REQUIRED WORK: Across all the records, filter for lines with the word "match" and copy them.
======== SOURCE DATA ========
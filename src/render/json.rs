//! JSON rendering of extracted content.

use crate::error::{Error, Result};
use crate::extract::ExtractedContent;
use serde::Serialize;

/// JSON output format.
#[derive(Debug, Clone, Copy, PartialEq, Eq, Default)]
pub enum JsonFormat {
    /// Pretty-printed JSON with indentation
    #[default]
    Pretty,
    /// Compact JSON without extra whitespace
    Compact,
}

/// Serialize any value to JSON.
pub fn to_json<T: Serialize + ?Sized>(value: &T, format: JsonFormat) -> Result<String> {
    let result = match format {
        JsonFormat::Pretty => serde_json::to_string_pretty(value),
        JsonFormat::Compact => serde_json::to_string(value),
    };

    result.map_err(|e| Error::Render(format!("JSON serialization error: {}", e)))
}

/// Lines become an array, form fields an object sorted by key.
pub fn content_to_json(content: &ExtractedContent, format: JsonFormat) -> Result<String> {
    match content {
        ExtractedContent::Lines(lines) => to_json(lines, format),
        ExtractedContent::Forms(pairs) => to_json(pairs, format),
    }
}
========
EXERCISE OUTPUT:
    let result = match format {
    match content {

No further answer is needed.